どーなってんのよ、ヒロインとの初対面よ!!
「あ、あの私先に行ってますね!教えてくれて、ありがとうございました!」
ペコっと頭を下げると、講堂に向かって一目散に走り出す。
頭が混乱していた。
悪役令嬢のシルビアはあんなだし、キラキラ王子は興味を示さないどころかちょっと感じ悪かったし、予想外すぎて対応出来ない!
1回冷静になって落ち着いて作戦を考えないと!!
――
あービックリした!
まさかヒロインとあんなふうに会うなんて!
シルビアはエディスや他の新入生達と講堂に向かいながら、カトリーヌの走っていった先に目をやる。
めちゃくちゃ可愛い過ぎる。何あの可愛いさ?
セントリア学園1番の可愛いさと言ってもいい。
目もでっかいし、薄ピンクって有り得ないでしょ、と思ってたのが実物ほんわりとして女の子〜みたいに凄く似合ってた。
それに、掴んだ腕の柔らかさ。あれ何?
ふわって、とろける柔らかさなんだけど。あれが本物の女の子の柔らかさなのか?
僕もそれなりに柔らかいと思ってたなんて、おこがまし過ぎる!男に比べればってだけで、筋肉もついてるしあの柔らかさになんて比較にならない!
おまけに胸でかっ!あの身長であの胸はヤバいでしょ。
あの子…………あんな可愛い顔して、何人もの男を手玉に取るようなビッチ設定なんだっけ。
半端なさ過ぎる。誰もが落ちるでしょ、あれは。けしからんボディにあんな可愛い顔して、ビッチなんてギャップ凄いよ。

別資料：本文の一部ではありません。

use sea_orm_migration::prelude::*;

#[derive(DeriveIden)]
enum Rooms {
    Table,
    Id,
    Slug,
    NameIt,
    NameEn,
    DescriptionIt,
    DescriptionEn,
    PricePerNight,
    MaxGuests,
    Images,
    Amenities,
    CreatedAt,
    UpdatedAt,
}

#[derive(DeriveIden)]
enum Bookings {
    Table,
    Id,
    RoomId,
    GuestEmail,
    GuestName,
    GuestPhone,
    CheckIn,
    CheckOut,
    NumGuests,
    TotalPrice,
    Status,
    PaymentStatus,
    StripeSessionId,
    Notes,
    CreatedAt,
    UpdatedAt,
}

#[derive(DeriveIden)]
enum BlockedDates {
    Table,
    Id,
    RoomId,
    Date,
    Reason,
    CreatedAt,
}

#[derive(DeriveIden)]
enum PaymentTransactions {
    Table,
    Id,
    BookingId,
    SessionId,
    Amount,
    Currency,
    Status,
    PaymentStatus,
    Metadata,
    CreatedAt,
    UpdatedAt,
}

#[derive(DeriveMigrationName)]
pub struct Migration;

#[async_trait::async_trait]
impl MigrationTrait for Migration {
    async fn up(&self, manager: &SchemaManager) -> Result<(), DbErr> {
        manager
            .create_table(
                Table::create()
                    .table(Rooms::Table)
                    .if_not_exists()
                    .col(ColumnDef::new(Rooms::Id).string_len(64).not_null().primary_key())
                    .col(ColumnDef::new(Rooms::Slug).string_len(128).not_null().unique_key())
                    .col(ColumnDef::new(Rooms::NameIt).string().not_null())
                    .col(ColumnDef::new(Rooms::NameEn).string().not_null())
                    .col(ColumnDef::new(Rooms::DescriptionIt).text().not_null())
                    .col(ColumnDef::new(Rooms::DescriptionEn).text().not_null())
                    .col(
                        ColumnDef::new(Rooms::PricePerNight)
                            .decimal_len(10, 2)
                            .not_null()
                            .default(80),
                    )
                    .col(ColumnDef::new(Rooms::MaxGuests).integer().not_null().default(3))
                    .col(
                        ColumnDef::new(Rooms::Images)
                            .json_binary()
                            .not_null()
                            .default(Expr::cust("'[]'::jsonb")),
                    )
                    .col(
                        ColumnDef::new(Rooms::Amenities)
                            .json_binary()
                            .not_null()
                            .default(Expr::cust("'[]'::jsonb")),
                    )
                    .col(
                        ColumnDef::new(Rooms::CreatedAt)
                            .timestamp_with_time_zone()
                            .not_null()
                            .default(Expr::cust("NOW()")),
                    )
                    .col(
                        ColumnDef::new(Rooms::UpdatedAt)
                            .timestamp_with_time_zone()
                            .not_null()
                            .default(Expr::cust("NOW()")),
                    )
                    .to_owned(),
            )
            .await?;

        manager
            .create_table(
                Table::create()
                    .table(Bookings::Table)
                    .if_not_exists()
                    .col(ColumnDef::new(Bookings::Id).uuid().not_null().primary_key())
                    .col(ColumnDef::new(Bookings::RoomId).string_len(64).not_null())
                    .col(ColumnDef::new(Bookings::GuestEmail).string().not_null())
                    .col(ColumnDef::new(Bookings::GuestName).string().not_null())
                    .col(ColumnDef::new(Bookings::GuestPhone).string_len(50).null())
                    .col(ColumnDef::new(Bookings::CheckIn).date().not_null())
                    .col(ColumnDef::new(Bookings::CheckOut).date().not_null())
                    .col(ColumnDef::new(Bookings::NumGuests).integer().not_null())
                    .col(ColumnDef::new(Bookings::TotalPrice).decimal_len(10, 2).not_null())
                    .col(
                        ColumnDef::new(Bookings::Status)
                            .string_len(20)
                            .not_null()
                            .default("pending"),
                    )
                    .col(
                        ColumnDef::new(Bookings::PaymentStatus)
                            .string_len(20)
                            .not_null()
                            .default("pending"),
                    )
                    .col(
                        ColumnDef::new(Bookings::StripeSessionId)
                            .string_len(255)
                            .null()
                            .unique_key(),
                    )
                    .col(ColumnDef::new(Bookings::Notes).text().null())
                    .col(
                        ColumnDef::new(Bookings::CreatedAt)
                            .timestamp_with_time_zone()
                            .not_null()
                            .default(Expr::cust("NOW()")),
                    )
                    .col(
                        ColumnDef::new(Bookings::UpdatedAt)
                            .timestamp_with_time_zone()
                            .not_null()
                            .default(Expr::cust("NOW()")),
                    )
                    .foreign_key(
                        ForeignKey::create()
                            .name("fk_bookings_room")
                            .from(Bookings::Table, Bookings::RoomId)
                            .to(Rooms::Table, Rooms::Id),
                    )
                    .to_owned(),
            )
            .await?;

        manager
            .create_index(
                Index::create()
                    .if_not_exists()
                    .name("idx_bookings_room_dates")
                    .table(Bookings::Table)
                    .col(Bookings::RoomId)
                    .col(Bookings::CheckIn)
                    .col(Bookings::CheckOut)
                    .to_owned(),
            )
            .await?;

        manager
            .create_table(
                Table::create()
                    .table(BlockedDates::Table)
                    .if_not_exists()
                    .col(ColumnDef::new(BlockedDates::Id).uuid().not_null().primary_key())
                    .col(ColumnDef::new(BlockedDates::RoomId).string_len(64).not_null())
                    .col(ColumnDef::new(BlockedDates::Date).date().not_null())
                    .col(ColumnDef::new(BlockedDates::Reason).string().null())
                    .col(
                        ColumnDef::new(BlockedDates::CreatedAt)
                            .timestamp_with_time_zone()
                            .not_null()
                            .default(Expr::cust("NOW()")),
                    )
                    .foreign_key(
                        ForeignKey::create()
                            .name("fk_blocked_dates_room")
                            .from(BlockedDates::Table, BlockedDates::RoomId)
                            .to(Rooms::Table, Rooms::Id),
                    )
                    .to_owned(),
            )
            .await?;

        // one block per room and day
        manager
            .create_index(
                Index::create()
                    .if_not_exists()
                    .name("idx_blocked_dates_room_date")
                    .table(BlockedDates::Table)
                    .col(BlockedDates::RoomId)
                    .col(BlockedDates::Date)
                    .unique()
                    .to_owned(),
            )
            .await?;

        manager
            .create_table(
                Table::create()
                    .table(PaymentTransactions::Table)
                    .if_not_exists()
                    .col(
                        ColumnDef::new(PaymentTransactions::Id)
                            .uuid()
                            .not_null()
                            .primary_key(),
                    )
                    .col(ColumnDef::new(PaymentTransactions::BookingId).uuid().not_null())
                    .col(
                        ColumnDef::new(PaymentTransactions::SessionId)
                            .string_len(255)
                            .not_null(),
                    )
                    .col(
                        ColumnDef::new(PaymentTransactions::Amount)
                            .decimal_len(10, 2)
                            .not_null(),
                    )
                    .col(
                        ColumnDef::new(PaymentTransactions::Currency)
                            .string_len(10)
                            .not_null()
                            .default("eur"),
                    )
                    .col(
                        ColumnDef::new(PaymentTransactions::Status)
                            .string_len(20)
                            .not_null()
                            .default("initiated"),
                    )
                    .col(
                        ColumnDef::new(PaymentTransactions::PaymentStatus)
                            .string_len(50)
                            .not_null()
                            .default("pending"),
                    )
                    .col(
                        ColumnDef::new(PaymentTransactions::Metadata)
                            .json_binary()
                            .null(),
                    )
                    .col(
                        ColumnDef::new(PaymentTransactions::CreatedAt)
                            .timestamp_with_time_zone()
                            .not_null()
                            .default(Expr::cust("NOW()")),
                    )
                    .col(
                        ColumnDef::new(PaymentTransactions::UpdatedAt)
                            .timestamp_with_time_zone()
                            .not_null()
                            .default(Expr::cust("NOW()")),
                    )
                    .foreign_key(
                        ForeignKey::create()
                            .name("fk_payment_transactions_booking")
                            .from(PaymentTransactions::Table, PaymentTransactions::BookingId)
                            .to(Bookings::Table, Bookings::Id)
                            .on_delete(ForeignKeyAction::Cascade),
                    )
                    .to_owned(),
            )
            .await?;

        manager
            .create_index(
                Index::create()
                    .if_not_exists()
                    .name("idx_payment_transactions_session")
                    .table(PaymentTransactions::Table)
                    .col(PaymentTransactions::SessionId)
                    .to_owned(),
            )
            .await?;

        Ok(())
    }

    async fn down(&self, manager: &SchemaManager) -> Result<(), DbErr> {
        manager
            .drop_table(Table::drop().if_exists().table(PaymentTransactions::Table).to_owned())
            .await?;
        manager
            .drop_table(Table::drop().if_exists().table(BlockedDates::Table).to_owned())
            .await?;
        manager
            .drop_table(Table::drop().if_exists().table(Bookings::Table).to_owned())
            .await?;
        manager
            .drop_table(Table::drop().if_exists().table(Rooms::Table).to_owned())
            .await?;
        Ok(())
    }
}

話した感じは、良い子そうだったけどまだ猫被ってるのかな。
あんまり先輩風ふかしてると、うっせーな、偉そうに処女が語ってんじゃねーよ、とか思われたりして。
うっ、処女に童貞で………、あー自信なくなってきた。
仲良くなったらいろいろ参考になること教えてくれたりするかな。そしたら後輩だけどビッチ先輩だな。
ふと気づくとエディスが拗ねたような顔をしている。
「さっきのカトリーヌ嬢すっごく可愛くなかった?」
話しかけると、むすっとしながらエディスはこちらを見た。
「別に」
別にっていうレベルじゃないでしょーが!見てないんかい!
「久しぶりに会えたっていうのに、シルビアはもう僕といるより同性の子といる方が楽しいの?」
「ん?」
おっ、何だ、もしかして嫉妬?寂しくなっちゃった?
シルビアの口元に堪えきれない笑みがうかぶ。
「そんな訳ないだろ、何年一緒にいたと思ってるんだ。可愛いこと言うな〜」
手を伸ばしてエディスのサラサラの髪をぐしゃぐしゃっと撫でた。
この手触りも久しぶりだ。
男なのにサラッサラだな、ホント。
「子供扱いはやめてくれ」
その手をエディスが掴む。
背が伸びただけでなく、体も一回り大きく男っぽくなったな。顔も幼さが消えて男の顔になってきた。
「子供扱いじゃなくて、もう長年の癖だよ。嫌?」
「………そうゆう事ならいいけど」
それはいいんだ。
少し耳の赤くなったエディスを見て、つい笑ってしまう。
可愛いなぁ。大きくなったけど、昔から可愛い。
新年の祝賀会の帰り、挨拶をしようと思って引き返した時、偶然ルオークとの会話を聞いてしまった。
〝シルビアに好きだって本当に言わないのか?〟
言わないとお前は返答していたけれど。
まさかだよな。まさか本気ではないだろう………?
近くにいた慣れ親しんだ存在だから、ちょっとだけそんな気になっただけだろう?
僕は………応えられないよ。
王太子妃になんてなりたくい。自分の力で自由に生きていきたいんだ。縛られて生きたくない。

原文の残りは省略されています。